We should always trust our instincts: B.E. Wilson of Alternet sifted through annual reports and tax forms filed by Invisible Children and its donors and discovered serious connections to anti-gay groups like the Caster Family Foundation and the Call (both major players in the push for California’s Prop 8).
One of The Call’s major donors in 2008 also gave, that same year, over 400,000 dollars to Invisible Children. These links weren’t anomalies. They were part of a pattern.
What does Invisible Children share in common with James Dobson’s Focus on the Family, the Family Research Council (pegged by the Southern Poverty Law Center as a “hate group”)…
What does IC have in common with the ministry of California evangelist Ed Silvoso, who works directly with leading Ugandan author and promoter of the Anti-Homosexuality Bill (also called the “kill the gays bill”) Julius Oyet—who claims that “even animals are wiser than homosexuals”?

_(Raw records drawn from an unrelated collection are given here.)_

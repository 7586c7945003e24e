//! Subscriber setup for the `tracing` logging stack.

use crate::errors::types::{Error, Result};
use std::str::FromStr;
use tracing::Level;
use tracing_subscriber::{fmt, EnvFilter};

/// Configuration for the logging system
#[derive(Debug, Clone)]
pub struct LoggingConfig {
    /// The log level to use
    pub level: Level,
    /// Whether to enable JSON formatting
    pub json: bool,
    /// Whether to include file and line information
    pub file_info: bool,
    /// Application name to include in logs
    pub app_name: String,
}

impl Default for LoggingConfig {
    fn default() -> Self {
        LoggingConfig {
            level: Level::INFO,
            json: false,
            file_info: false,
            app_name: "switchboard".to_string(),
        }
    }
}

impl LoggingConfig {
    /// Create a new logging configuration
    pub fn new(level: Level, app_name: impl Into<String>) -> Self {
        LoggingConfig {
            level,
            app_name: app_name.into(),
            ..Default::default()
        }
    }

    /// Enable JSON formatting
    pub fn with_json(mut self) -> Self {
        self.json = true;
        self
    }

    /// Enable file and line information in logs
    pub fn with_file_info(mut self) -> Self {
        self.file_info = true;
        self
    }
}

/// Set up the logging system with the provided configuration.
///
/// Fails if a global subscriber is already installed, so embedding
/// applications keep control over their own logging.
pub fn setup_logging(config: LoggingConfig) -> Result<()> {
    let filter = EnvFilter::from_default_env().add_directive(config.level.into());

    let subscriber = fmt::Subscriber::builder()
        .with_env_filter(filter)
        .with_file(config.file_info)
        .with_line_number(config.file_info);

    let result = if config.json {
        subscriber.with_writer(std::io::stdout).json().try_init()
    } else {
        subscriber.try_init()
    };

    result.map_err(|e| Error::init(format!("failed to install tracing subscriber: {}", e)))?;

    tracing::info!("logging initialized for {}", config.app_name);
    Ok(())
}

/// Parse a log level from a string
pub fn parse_log_level(level: &str) -> Result<Level> {
    Level::from_str(level).map_err(|_| Error::config(format!("Invalid log level: {}", level)))
}
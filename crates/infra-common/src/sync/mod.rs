//! Cross-thread publication primitives.

pub mod publish;

pub use publish::Publish;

The answer? All of these ministries—the Discovery Institute, Focus on the Family, the Family Research Council, The Fellowship Foundation, The Call, Ed Silvoso’s Harvest Evangelism, and Invisible Children—received at least $100,000 in 2008 from what has emerged in the last decade as the biggest funder of the hard, antigay, creationist Christian right: the National Christian Foundation.
Gee, we wonder if Oprah, Lady Gaga and Ellen DeGeneres—all of whom have been targeted by IC’s appeal—are aware of its links to known hate groups. We’re gonna guess not.
So, does this mean we should assume any effort to bring a human-rights violator to justice is part of a anti-gay conspiracy? Of course not. But maybe we should all do a little digging before we start forwarding links or changing our names on Facebook.
Besides, we think Invisible Children works better as the name of a ’90s Brit-pop band than an activist group anyway.